◆ WHAT THE TASK ASKS
Reproduce exactly the lines from the line containing "pub mod output;" through the end of the records below, including both ends, and nothing else.

[Stored data entries]
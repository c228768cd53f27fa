//! Output pipeline: the handler contract, concrete handlers and the async
//! quota-bounded wrapper.

pub mod async_output;
pub mod output;
pub mod resources;
pub mod stack_handler;
#[cfg(feature = "storage_tiff")]
pub mod tiff_handler;

pub use async_output::{AsyncOutputConfig, AsyncOutputWrapper, AsyncStats};
pub use output::{ImageStack, OutputHandler, SliceMetadata, TaggedFrame};
pub use stack_handler::StackHandler;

◆ SOLUTION FOR THIS PROBLEM
pub mod output;
pub mod resources;
pub mod stack_handler;
#[cfg(feature = "storage_tiff")]
pub mod tiff_handler;

pub use async_output::{AsyncOutputConfig, AsyncOutputWrapper, AsyncStats};
pub use output::{ImageStack, OutputHandler, SliceMetadata, TaggedFrame};
pub use stack_handler::StackHandler;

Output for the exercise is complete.